Environmental DNA (eDNA) analysis enables biodiversity monitoring by detecting organisms from trace genetic material, but high reagent costs, cold-chain logistics, and computational demands limit its broader use, particularly in resource-limited settings. To address these challenges and improve accessibility, we systematically evaluated multiple workflow components, including four DNA extraction methods, two primer sets, three Nanopore basecalling models, and two demultiplexing pipelines. Across 144 workflow combinations tested in an aquarium with 15 fish species, we mapped trade-offs between cost, sensitivity, and processing speed using a hierarchical Bayesian model, to assess where time and resource savings are possible without compromising detection.
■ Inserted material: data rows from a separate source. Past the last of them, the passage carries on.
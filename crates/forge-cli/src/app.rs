// forge-cli/src/app.rs
// ============================================================================
// Module: App
// Description: The composition root. Wires every store, queue, provider,
//              and orchestrator into one `AppState` plus the background
//              collaborators `beat.rs` and `main.rs` drive directly.
// Purpose: Every other crate in the workspace defines a trait surface and a
//          concrete struct that implements part of the pipeline; nothing
//          until this crate actually builds one of each and hands them to
//          each other. That's this module's only job.
// Dependencies: forge-config, forge-core, forge-executor, forge-ingest,
//               forge-objectstore, forge-providers, forge-queue,
//               forge-scheduler, forge-server, forge-store-sqlite
// ============================================================================

use std::path::Path;
use std::sync::Arc;
use std::time::Duration;

use chrono::Duration as ChronoDuration;
use forge_config::Config;
use forge_core::interfaces::ObjectStore;
use forge_core::interfaces::WorkDispatcher;
use forge_executor::ProcedureExecutor;
use forge_ingest::CrawlOrchestrator;
use forge_ingest::SamPullOrchestrator;
use forge_ingest::SamPullParams;
use forge_ingest::SharePointSyncOrchestrator;
use forge_objectstore::FilesystemObjectStore;
use forge_providers::ExtractorRegistry;
use forge_providers::HttpDocumentFetcher;
use forge_providers::HttpExtractorClient;
use forge_providers::HttpGraphClient;
use forge_providers::HttpRendererClient;
use forge_providers::HttpSamClient;
use forge_providers::HttpSearchIndexClient;
use forge_providers::NullSearchIndexClient;
use forge_providers::SearchIndexClient;
use forge_providers::SimpleHttpFetcher;
use forge_queue::ExtractionOrchestrator;
use forge_queue::ExtractionQueue;
use forge_queue::QueueRegistry;
use forge_scheduler::EventBus;
use forge_scheduler::TaskDispatcher;
use forge_server::AppState;
use forge_store_sqlite::SqliteStore;
use forge_store_sqlite::SqliteStoreConfig;

use crate::broker::Broker;
use crate::broker::Handlers;
use crate::error::CliError;
use crate::error::CliResult;
use crate::functions;
use crate::procedures::ProcedureCache;

/// Everything `main.rs` and `beat.rs` touch after startup: the HTTP state,
/// the periodic-tick collaborators, and the store used to enumerate
/// tenants for the per-organization extraction sweep.
pub struct App {
    /// Shared state handed to `forge_server::build_router`.
    pub state: Arc<AppState>,
    /// Materialises due scheduled tasks; ticked by `beat.rs`.
    pub task_dispatcher: Arc<TaskDispatcher>,
    /// Drains due submissions per tenant; ticked by `beat.rs`.
    pub extraction_queue: Arc<ExtractionQueue>,
    /// Event-trigger fan-out, exposed for the `events emit` CLI command.
    pub event_bus: Arc<EventBus>,
    /// Backing store, for `beat.rs`'s per-tenant enumeration.
    pub store: Arc<SqliteStore>,
}

/// Builds the full application from configuration.
///
/// # Errors
///
/// Returns [`CliError`] when any backing store, object store, or procedure
/// definition directory cannot be opened.
pub async fn build(config: &Config, db_path: &Path, procedures_dir: &Path) -> CliResult<App> {
    let store = Arc::new(SqliteStore::open(&SqliteStoreConfig::file(db_path))?);
    let objects = Arc::new(FilesystemObjectStore::open(config.storage.object_store_base_dir.clone()).await?);
    let procedures = Arc::new(ProcedureCache::load_dir(procedures_dir).map_err(CliError::Procedures)?);

    let extractors = build_extractor_registry(config)?;
    let search_index = build_search_index_client(config);
    let graph = Arc::new(HttpGraphClient::new(env_or_default("FORGE_GRAPH_BASE_URL"), env_or_default("FORGE_GRAPH_BEARER_TOKEN")));
    let sam_client = Arc::new(HttpSamClient::new(env_or_default("FORGE_SAM_BASE_URL"), env_or_default("FORGE_SAM_API_KEY")));
    let documents = Arc::new(HttpDocumentFetcher::new());
    let renderer = build_renderer(config);

    let broker = Arc::new(Broker::new());
    let dispatcher: Arc<dyn WorkDispatcher> = broker.clone();

    let queue_registry = {
        let mut registry = QueueRegistry::with_defaults();
        registry.apply_overrides(&config.queues);
        registry
    };

    let extraction_queue = Arc::new(ExtractionQueue::new(
        store.clone(),
        store.clone(),
        store.clone(),
        store.clone(),
        Arc::clone(&dispatcher),
        queue_registry,
    ));

    let enhancement_configured = config.extraction_engines.len() > 1;
    let extraction = Arc::new(ExtractionOrchestrator::new(
        store.clone(),
        store.clone(),
        store.clone(),
        Arc::clone(&objects) as Arc<dyn ObjectStore>,
        extractors.clone(),
        Arc::clone(&dispatcher),
        enhancement_configured,
    ));

    let crawl = Arc::new(CrawlOrchestrator::new(
        store.clone(),
        store.clone(),
        store.clone(),
        store.clone(),
        store.clone(),
        store.clone(),
        Arc::clone(&objects) as Arc<dyn ObjectStore>,
        renderer,
        documents.clone(),
        extraction_queue.clone(),
    ));

    let sharepoint = Arc::new(SharePointSyncOrchestrator::new(
        store.clone(),
        store.clone(),
        store.clone(),
        store.clone(),
        Arc::clone(&objects) as Arc<dyn ObjectStore>,
        graph,
        extraction_queue.clone(),
    ));

    let sam_pull_params = SamPullParams {
        page_size: 100,
        daily_call_limit: 1_000,
        budget_window: ChronoDuration::hours(24),
        download_attachments: true,
    };
    let sam_pull = Arc::new(SamPullOrchestrator::new(
        store.clone(),
        store.clone(),
        store.clone(),
        sam_client,
        documents,
        store.clone(),
        store.clone(),
        Arc::clone(&objects) as Arc<dyn ObjectStore>,
        extraction_queue.clone(),
    ));

    let procedure_executor = Arc::new(ProcedureExecutor::new(store.clone(), procedures.clone(), functions::builtins()));

    broker.install(Handlers {
        extraction,
        procedures: procedure_executor,
        crawl,
        sharepoint,
        sam_pull,
        sam_pull_params,
        runs: store.clone(),
        assets: store.clone(),
        objects: Arc::clone(&objects) as Arc<dyn ObjectStore>,
        extractors,
        search_index,
        dispatcher: Arc::clone(&dispatcher),
    });

    let task_dispatcher = Arc::new(TaskDispatcher::new(store.clone(), store.clone(), Arc::clone(&dispatcher)));
    let event_bus = Arc::new(EventBus::new(procedures.clone(), procedures, store.clone(), dispatcher));

    let state = Arc::new(AppState {
        runs: store.clone(),
        run_groups: store.clone(),
        assets: store.clone(),
        extraction_results: store.clone(),
        asset_queries: store.clone(),
        run_stats: store.clone(),
        extraction_queue: extraction_queue.clone(),
        scheduled_tasks: store.clone(),
        task_dispatcher: task_dispatcher.clone(),
        object_store: objects,
    });

    Ok(App { state, task_dispatcher, extraction_queue, event_bus, store })
}

/// Builds one [`HttpExtractorClient`] per configured engine, with the
/// entry marked `default` moved first so [`ExtractorRegistry::default_engine`]
/// resolves to it.
fn build_extractor_registry(config: &Config) -> CliResult<ExtractorRegistry> {
    let mut engines = config.extraction_engines.clone();
    engines.sort_by_key(|engine| !engine.default);
    let mut clients: Vec<Arc<dyn forge_providers::ExtractorClient>> = Vec::with_capacity(engines.len());
    for engine in engines {
        let client = HttpExtractorClient::new(engine.base_url, engine.name, engine.formats, Duration::from_secs(engine.timeout_seconds))?;
        clients.push(Arc::new(client));
    }
    Ok(ExtractorRegistry::new(clients))
}

/// Wires a real search-index client when `search.enabled`, otherwise a
/// no-op one (§6.5 search toggle).
fn build_search_index_client(config: &Config) -> Arc<dyn SearchIndexClient> {
    if config.search.enabled {
        let base_url = config.search.base_url.clone().unwrap_or_default();
        Arc::new(HttpSearchIndexClient::new(base_url))
    } else {
        Arc::new(NullSearchIndexClient)
    }
}

/// Wires a JS-rendering fetcher when `FORGE_RENDERER_BASE_URL` is set,
/// otherwise a plain HTTP fetcher with no rendering pass.
fn build_renderer(_config: &Config) -> Arc<dyn forge_providers::RendererClient> {
    match std::env::var("FORGE_RENDERER_BASE_URL") {
        Ok(base_url) if !base_url.trim().is_empty() => Arc::new(HttpRendererClient::new(base_url)),
        _ => Arc::new(SimpleHttpFetcher::new()),
    }
}

/// Reads an environment variable, logging and defaulting to empty when
/// absent rather than failing startup — not every deployment uses every
/// acquisition pipeline (crawl-only deployments need no Graph credentials,
/// for instance).
fn env_or_default(name: &'static str) -> String {
    std::env::var(name).unwrap_or_else(|_| {
        tracing::warn!(variable = name, "environment variable not set, using empty default");
        String::new()
    })
}

// ============================================================================
// SECTION: LLM Task Table
// ============================================================================

/// LLM connection settings and per-task model selection (§6.5).
#[derive(Debug, Clone, Deserialize, Default)]
pub struct LlmConfig {
    /// Base URL of the chat-completions endpoint.
    #[serde(default)]
    pub base_url: String,
    /// Optional bearer token, normally supplied via `FORGE_LLM_API_KEY`.
    #[serde(default)]
    pub api_key: Option<String>,
    /// Model and temperature per task type (e.g. `summarization`,
    /// `metadata_extraction`).
    #[serde(default)]
    pub tasks: BTreeMap<String, LlmTaskConfig>,
}

impl LlmConfig {
    /// Validates LLM configuration.
    fn validate(&self) -> Result<(), ConfigError> {
        if !self.tasks.is_empty() && self.base_url.trim().is_empty() {
            return Err(ConfigError::Invalid("llm.base_url is required when llm.tasks is non-empty".to_string()));
        }
        for (task, settings) in &self.tasks {
            settings.validate(task)?;
        }
        Ok(())
    }

    /// Looks up the configured model/temperature for a task type.
    #[must_use]
    pub fn task(&self, task_type: &str) -> Option<&LlmTaskConfig> {
        self.tasks.get(task_type)
    }
}

/// Model and sampling settings for one LLM task type.
#[derive(Debug, Clone, Serialize, Deserialize)]
pub struct LlmTaskConfig {
    /// Model identifier as understood by the configured endpoint.
    pub model: String,
    /// Sampling temperature.
    pub temperature: f32,
}

impl LlmTaskConfig {
    fn validate(&self, task_type: &str) -> Result<(), ConfigError> {
        if self.model.trim().is_empty() {
            return Err(ConfigError::Invalid(format!("llm.tasks.{task_type}.model must be non-empty")));
        }
        if !(0.0..=2.0).contains(&self.temperature) {
            return Err(ConfigError::Invalid(format!("llm.tasks.{task_type}.temperature must be between 0.0 and 2.0")));
        }
        Ok(())
    }
}
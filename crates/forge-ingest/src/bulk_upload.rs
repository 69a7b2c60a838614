// forge-ingest/src/bulk_upload.rs
// ============================================================================
// Module: Bulk Upload Classification
// Description: Classifies a batch of candidate files against an
//              organization's existing assets (§6.1 `/bulk-upload/analyze`
//              and `/bulk-upload/apply`).
// Dependencies: forge-core
// ============================================================================

//! ## Overview
//! A bulk upload names a batch of files by filename and content hash before
//! any bytes are transferred. [`classify`] decides, for each candidate,
//! whether it is brand new, an update to an existing asset's content,
//! already present unchanged, or — for an existing asset whose filename is
//! absent from the batch — missing from this upload. The caller (typically
//! `forge-server`'s bulk-upload router) drives `/analyze` from this alone
//! and `/apply` by acting on each [`Classification`] in turn.

// ============================================================================
// SECTION: Imports
// ============================================================================

use forge_core::hashing::ContentHash;
use forge_core::ids::AssetId;

// ============================================================================
// SECTION: Candidate and Existing Inventory
// ============================================================================

/// One file offered in a bulk-upload batch, identified before any bytes are
/// stored.
#[derive(Debug, Clone)]
pub struct CandidateFile {
    /// Filename as the caller intends to store it.
    pub filename: String,
    /// Content hash of the file's bytes.
    pub content_hash: ContentHash,
    /// Size in bytes.
    pub file_size: u64,
    /// MIME type.
    pub content_type: String,
}

/// One row of an organization's existing asset inventory, the slice
/// [`classify`] needs to compare against.
#[derive(Debug, Clone)]
pub struct ExistingAsset {
    /// The asset's id.
    pub asset_id: AssetId,
    /// Its current `original_filename`.
    pub filename: String,
    /// Its current version's content hash.
    pub content_hash: ContentHash,
}

// ============================================================================
// SECTION: Classification
// ============================================================================

/// The outcome of comparing one candidate or existing asset against the
/// other side of the batch.
#[derive(Debug, Clone)]
pub enum Classification {
    /// No existing asset shares this filename.
    New(CandidateFile),
    /// An existing asset shares this filename but its content hash differs.
    Updated { candidate: CandidateFile, existing_asset_id: AssetId },
    /// An existing asset shares this filename and content hash.
    Unchanged { candidate: CandidateFile, existing_asset_id: AssetId },
    /// An existing asset's filename is absent from this batch entirely.
    Missing { existing_asset_id: AssetId, filename: String },
}

impl Classification {
    /// A short label for the classification, used by the `/analyze`
    /// response and by logging.
    #[must_use]
    pub fn label(&self) -> &'static str {
        match self {
            Self::New(_) => "new",
            Self::Updated { .. } => "updated",
            Self::Unchanged { .. } => "unchanged",
            Self::Missing { .. } => "missing",
        }
    }
}

/// Classifies every candidate against `existing`, plus a [`Classification::Missing`]
/// entry for every existing asset whose filename no candidate names.
/// Matching is by filename; a filename collision across two different
/// candidates is not this function's concern and is left to the caller.
#[must_use]
pub fn classify(candidates: &[CandidateFile], existing: &[ExistingAsset]) -> Vec<Classification> {
    let mut seen_filenames = std::collections::HashSet::new();
    let mut results = Vec::with_capacity(candidates.len());

    for candidate in candidates {
        seen_filenames.insert(candidate.filename.clone());
        match existing.iter().find(|asset| asset.filename == candidate.filename) {
            None => results.push(Classification::New(candidate.clone())),
            Some(asset) if asset.content_hash.as_str() == candidate.content_hash.as_str() => {
                results.push(Classification::Unchanged { candidate: candidate.clone(), existing_asset_id: asset.asset_id });
            }
            Some(asset) => {
                results.push(Classification::Updated { candidate: candidate.clone(), existing_asset_id: asset.asset_id });
            }
        }
    }

    for asset in existing {
        if !seen_filenames.contains(&asset.filename) {
            results.push(Classification::Missing { existing_asset_id: asset.asset_id, filename: asset.filename.clone() });
        }
    }

    results
}

#[cfg(test)]
mod tests {
    use super::*;

    fn hash(value: &str) -> ContentHash {
        ContentHash::of(value.as_bytes())
    }

    #[test]
    fn unseen_filename_is_new() {
        let candidates = vec![CandidateFile { filename: "a.pdf".to_string(), content_hash: hash("a"), file_size: 1, content_type: "application/pdf".to_string() }];
        let result = classify(&candidates, &[]);
        assert_eq!(result.len(), 1);
        assert_eq!(result[0].label(), "new");
    }

    #[test]
    fn matching_filename_and_hash_is_unchanged() {
        let existing_id = AssetId::new();
        let candidates = vec![CandidateFile { filename: "a.pdf".to_string(), content_hash: hash("a"), file_size: 1, content_type: "application/pdf".to_string() }];
        let existing = vec![ExistingAsset { asset_id: existing_id, filename: "a.pdf".to_string(), content_hash: hash("a") }];
        let result = classify(&candidates, &existing);
        assert_eq!(result.len(), 1);
        assert_eq!(result[0].label(), "unchanged");
    }

    #[test]
    fn matching_filename_different_hash_is_updated() {
        let existing_id = AssetId::new();
        let candidates = vec![CandidateFile { filename: "a.pdf".to_string(), content_hash: hash("a-new"), file_size: 1, content_type: "application/pdf".to_string() }];
        let existing = vec![ExistingAsset { asset_id: existing_id, filename: "a.pdf".to_string(), content_hash: hash("a-old") }];
        let result = classify(&candidates, &existing);
        assert_eq!(result.len(), 1);
        assert_eq!(result[0].label(), "updated");
    }

    #[test]
    fn existing_filename_absent_from_batch_is_missing() {
        let existing_id = AssetId::new();
        let existing = vec![ExistingAsset { asset_id: existing_id, filename: "gone.pdf".to_string(), content_hash: hash("gone") }];
        let result = classify(&[], &existing);
        assert_eq!(result.len(), 1);
        assert_eq!(result[0].label(), "missing");
    }

    #[test]
    fn mixed_batch_classifies_each_independently() {
        let unchanged_id = AssetId::new();
        let updated_id = AssetId::new();
        let missing_id = AssetId::new();
        let candidates = vec![
            CandidateFile { filename: "new.pdf".to_string(), content_hash: hash("new"), file_size: 1, content_type: "application/pdf".to_string() },
            CandidateFile { filename: "same.pdf".to_string(), content_hash: hash("same"), file_size: 1, content_type: "application/pdf".to_string() },
            CandidateFile { filename: "changed.pdf".to_string(), content_hash: hash("changed-new"), file_size: 1, content_type: "application/pdf".to_string() },
        ];
        let existing = vec![
            ExistingAsset { asset_id: unchanged_id, filename: "same.pdf".to_string(), content_hash: hash("same") },
            ExistingAsset { asset_id: updated_id, filename: "changed.pdf".to_string(), content_hash: hash("changed-old") },
            ExistingAsset { asset_id: missing_id, filename: "removed.pdf".to_string(), content_hash: hash("removed") },
        ];
        let result = classify(&candidates, &existing);
        assert_eq!(result.len(), 4);
        assert!(result.iter().any(|c| c.label() == "new"));
        assert!(result.iter().any(|c| c.label() == "unchanged"));
        assert!(result.iter().any(|c| c.label() == "updated"));
        assert!(result.iter().any(|c| c.label() == "missing"));
    }
}
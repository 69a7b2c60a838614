// forge-executor/src/lib.rs
// ============================================================================
// Crate: forge-executor
// Description: The procedure executor (C5): step-graph interpretation,
//              templating, log truncation, and the function registry
//              procedures invoke through.
// Dependencies: forge-core
// ============================================================================

#![cfg_attr(test, allow(clippy::unwrap_used, clippy::expect_used, missing_docs))]

//! ## Overview
//! A worker that pops a procedure Run off its queue drives it to completion
//! with [`ProcedureExecutor::execute`]. The step graph itself is loaded and
//! validated by [`forge_core::procedure`]; this crate only interprets an
//! already-valid [`forge_core::procedure::ProcedureDefinition`].

pub mod context;
pub mod executor;
pub mod ports;
pub mod registry;
pub mod result;
pub mod template;
pub mod truncate;

pub use context::ExecutionContext;
pub use executor::ExecutorError;
pub use executor::ProcedureExecutor;
pub use ports::ProcedureStore;
pub use registry::ExposureProfile;
pub use registry::FunctionMeta;
pub use registry::FunctionRegistry;
pub use registry::ProcedureFunction;
pub use result::FlowResult;
pub use result::FunctionResult;
pub use result::FunctionStatus;
pub use template::TemplateError;
pub use template::evaluate;
pub use template::is_condition_met;
pub use template::render;
pub use truncate::DEFAULT_MAX_LENGTH;
pub use truncate::truncate;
Workflows using the Qiagen Blood and Tissue (BT) extraction kit provided the highest sensitivity, recovering all 15 species of the sampled fish community within 3–5 hours of Oxford Nanopore sequencing when paired with MiFish-U primer set and high-accuracy (HAC) basecalling. Chelex, an alternative lower-cost extraction method, required extended sequencing (>24 hours) to reach comparable species-detection rates. DirectPCR and QuickExtract offered field-friendly extraction alternatives that achieved comparable recovery in ∼10–12 hours, though their cost-effectiveness varied. While the MarVer1 primer was designed to broaden vertebrate detection, it recovered the same fish species as MiFish-U, though with fewer total reads. Real-time sequencing trials (0–61 hours) revealed that high-efficiency workflows (BT + HAC) reached detection plateaus rapidly, indicating sequencing time can be reduced without sacrificing accuracy. The OBITools4 bioinformatics pipeline enabled automated demultiplexing but discarded more reads than an alternative, ONTbarcoder2.3, which retained low-abundance taxa at the cost of manual curation. Rather than identifying a single “best” workflow, this study provides a transparent decision framework for prioritizing cost, speed, and sensitivity in eDNA applications, supporting scalable, cost-effective eDNA monitoring, in resource-limited settings.